(Action item) Write the entries below out again in full. Match every character.

Data section section start

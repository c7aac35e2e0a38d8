//! Error types for the peer mesh

use thiserror::Error;

/// Errors from the relay connection
#[derive(Debug, Error, Clone)]
pub enum TransportError {
    #[error("Connection failed: {0}")]
    ConnectionFailed(String),
    #[error("Send failed: {0}")]
    SendFailed(String),
    #[error("Invalid relay URL: {0}")]
    InvalidUrl(String),
}

/// Errors from a point-to-point peer link
#[derive(Debug, Error)]
pub enum LinkError {
    #[error("WebRTC error: {0}")]
    WebRTC(#[from] webrtc::Error),
    #[error("Missing SDP in {0}")]
    MissingSdp(&'static str),
    #[error("Unexpected description: {0}")]
    UnexpectedDescription(String),
    #[error("Channel not open")]
    ChannelNotOpen,
    #[error("Link closed")]
    Closed,
    #[error("Link setup failed: {0}")]
    Setup(String),
}

/// Errors returned by the coordinator handle
#[derive(Debug, Error, Clone)]
pub enum MeshError {
    #[error(transparent)]
    Transport(#[from] TransportError),
    #[error("Coordinator stopped")]
    Stopped,
}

Data section section end

(Expected answer)
repository c7aac35e2e0a38d8
//! Error types for the peer mesh

use thiserror::Error;

/// Errors from the relay connection
#[derive(Debug, Error, Clone)]
pub enum TransportError {
    #[error("Connection failed: {0}")]
    ConnectionFailed(String),
    #[error("Send failed: {0}")]
    SendFailed(String),
    #[error("Invalid relay URL: {0}")]
    InvalidUrl(String),
}

/// Errors from a point-to-point peer link
#[derive(Debug, Error)]
pub enum LinkError {
    #[error("WebRTC error: {0}")]
    WebRTC(#[from] webrtc::Error),
    #[error("Missing SDP in {0}")]
    MissingSdp(&'static str),
    #[error("Unexpected description: {0}")]
    UnexpectedDescription(String),
    #[error("Channel not open")]
    ChannelNotOpen,
    #[error("Link closed")]
    Closed,
    #[error("Link setup failed: {0}")]
    Setup(String),
}

/// Errors returned by the coordinator handle
#[derive(Debug, Error, Clone)]
pub enum MeshError {
    #[error(transparent)]
    Transport(#[from] TransportError),
    #[error("Coordinator stopped")]
    Stopped,
}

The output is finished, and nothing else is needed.